I say leave it how it is. You live with your decision, and I'll live with mine. And if I regret it down the road, at least I have to own the fact that I knew what I was getting myself into when I started applying for desert sheep way back in 2016.


----------



## DallanC (Jan 13, 2009)

Clarq said:


> Now imagine if a rule was made allowing people to transfer their points to another OIAL species. I can tell you what would happen - plenty of people would bail on their current species (I'd bet $$$ we'd see a mass exodus from the moose draw) and apply for mountain goat instead. Then, the guy who was within 1-2 years of drawing may now be within 5-10+ years of drawing. His expectations were off base and now his plan is totally screwed up.
> 
> I can absolutely see why a few guys would want this. I know if I were sitting on 18 moose points and had my choice between (1) Waiting 10-15 more years to draw a moose tag, or (2) drawing a mountain goat tag right now, I'd give serious consideration to switching. If I were getting old or getting ready to move out of state, I'd jump ship in a heartbeat. If we allow that, though, it is at the expense of guys like me who are lower down on the point scale, and already at a bigger disadvantage than the guys up top will ever be.

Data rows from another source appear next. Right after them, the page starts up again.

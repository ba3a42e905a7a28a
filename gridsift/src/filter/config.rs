//! Per-field filter configuration.

use crate::record::FieldValue;
use indexmap::IndexMap;
use serde::{Deserialize, Serialize};

/// The predicate kind a filterable field supports.
#[derive(Debug, Clone, Copy, PartialEq, Eq, Hash, Serialize, Deserialize)]
#[serde(rename_all = "lowercase")]
pub enum FilterKind {
    /// Case-insensitive substring search with pipe-separated OR terms.
    Text,
    /// Inclusive numeric range with optional bounds.
    Number,
    /// Calendar date range with optional bounds.
    Date,
    /// Exact equality against one of an enumerated option set.
    Select,
}

/// One choice offered by a select filter.
#[derive(Debug, Clone, PartialEq, Serialize, Deserialize)]
pub struct SelectOption {
    /// Human-readable label shown by the presentation layer.
    pub label: String,
    /// The value compared against record cells.
    pub value: FieldValue,
}

impl SelectOption {
    /// Creates a new option.
    #[must_use]
    pub fn new(label: impl Into<String>, value: impl Into<FieldValue>) -> Self {
        Self {
            label: label.into(),
            value: value.into(),
        }
    }
}

/// Declaration of a single filterable field.
#[derive(Debug, Clone, PartialEq, Serialize, Deserialize)]
pub struct FieldSpec {
    /// The predicate kind for this field.
    pub kind: FilterKind,
    /// Option set for [`FilterKind::Select`] fields; empty otherwise.
    #[serde(default)]
    pub options: Vec<SelectOption>,
}

/// Declares which fields are filterable and how.
///
/// A field absent from the config is never filterable: filter input for it
/// is dropped at the state boundary. Declaration order is preserved and
/// drives the narrowing order in AND mode.
///
/// # Examples
///
/// ```
/// use gridsift::{FilterConfig, SelectOption};
///
/// let config = FilterConfig::new()
///     .text("sku")
///     .number("price")
///     .date("received")
///     .select("status", vec![
///         SelectOption::new("Active", "Active"),
///         SelectOption::new("Discontinued", "Discontinued"),
///     ]);
/// assert_eq!(config.len(), 4);
/// ```
#[derive(Debug, Clone, Default, PartialEq, Serialize, Deserialize)]
#[serde(transparent)]
pub struct FilterConfig {
    fields: IndexMap<String, FieldSpec>,
}

impl FilterConfig {
    /// Creates an empty config.
    #[must_use]
    pub fn new() -> Self {
        Self::default()
    }

    /// Declares a text-filterable field.
    #[must_use]
    pub fn text(self, key: impl Into<String>) -> Self {
        self.declare(key, FilterKind::Text, Vec::new())
    }

    /// Declares a numeric-range-filterable field.
    #[must_use]
    pub fn number(self, key: impl Into<String>) -> Self {
        self.declare(key, FilterKind::Number, Vec::new())
    }

    /// Declares a date-range-filterable field.
    #[must_use]
    pub fn date(self, key: impl Into<String>) -> Self {
        self.declare(key, FilterKind::Date, Vec::new())
    }

    /// Declares a select-filterable field with its option set.
    #[must_use]
    pub fn select(self, key: impl Into<String>, options: Vec<SelectOption>) -> Self {
        self.declare(key, FilterKind::Select, options)
    }

    fn declare(mut self, key: impl Into<String>, kind: FilterKind, options: Vec<SelectOption>) -> Self {
        self.fields.insert(key.into(), FieldSpec { kind, options });
        self
    }

    /// Looks up the declaration for a field.
    #[must_use]
    pub fn field(&self, key: &str) -> Option<&FieldSpec> {
        self.fields.get(key)
    }

    /// Iterates the declared field keys in declaration order.
    pub fn keys(&self) -> impl Iterator<Item = &str> {
        self.fields.keys().map(String::as_str)
    }

    /// Number of declared fields.
    #[must_use]
    pub fn len(&self) -> usize {
        self.fields.len()
    }

    /// Whether no fields are declared.
    #[must_use]
    pub fn is_empty(&self) -> bool {
        self.fields.is_empty()
    }
}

Mt Goats are no-where near that easy to draw. My wife drew in 2014 on the best odds in the state unit, with 17 points and it was still 1 in 3 for her. Next year should need 19-20pts statewide. Really messed things up when they combined Box Elder Peak with Timp... add to that no nanny tags on the beaver this past year, it meant alot less people moved through the draw.

-DallanC


----------



## Clarq (Jul 21, 2011)

It just depends on where you want to hunt, I guess. Last year, 18 points would have guaranteed the early Beaver tag, any of the 5 Uintas tags, any of the 3 Willard Peak tags, and Wasatch Mtns, Provo Peak.

Only 2 people with 19 points didn't draw, one on Box Elder/Lone Peak/Timp and the other on Central mtns, Nebo (which doesn't have a bonus tag). Only 9 people with 18 points didn't draw, 8 of them on the late Beaver tag and one on Box Elder/Lone Peak/Timp.

Below 18 points it does start to back up.

See https://wildlife.utah.gov/hunting/biggame/pdf/2016/16_big_game_odds_report.pdf


----------



## hazmat (Apr 23, 2009)

I am glad to hear they are going to attempt to bring back elk numbers on the wasatch as well as some of the other units they put a slaughter on


----------



## KineKilla (Jan 28, 2011)

The Mid-Season 12 day hunt on the Manti intrigues me. I've been seeing more and more large bulls (my idea of large at least) during the general hunt each year...would love the chance to harvest one instead of targeting their cows.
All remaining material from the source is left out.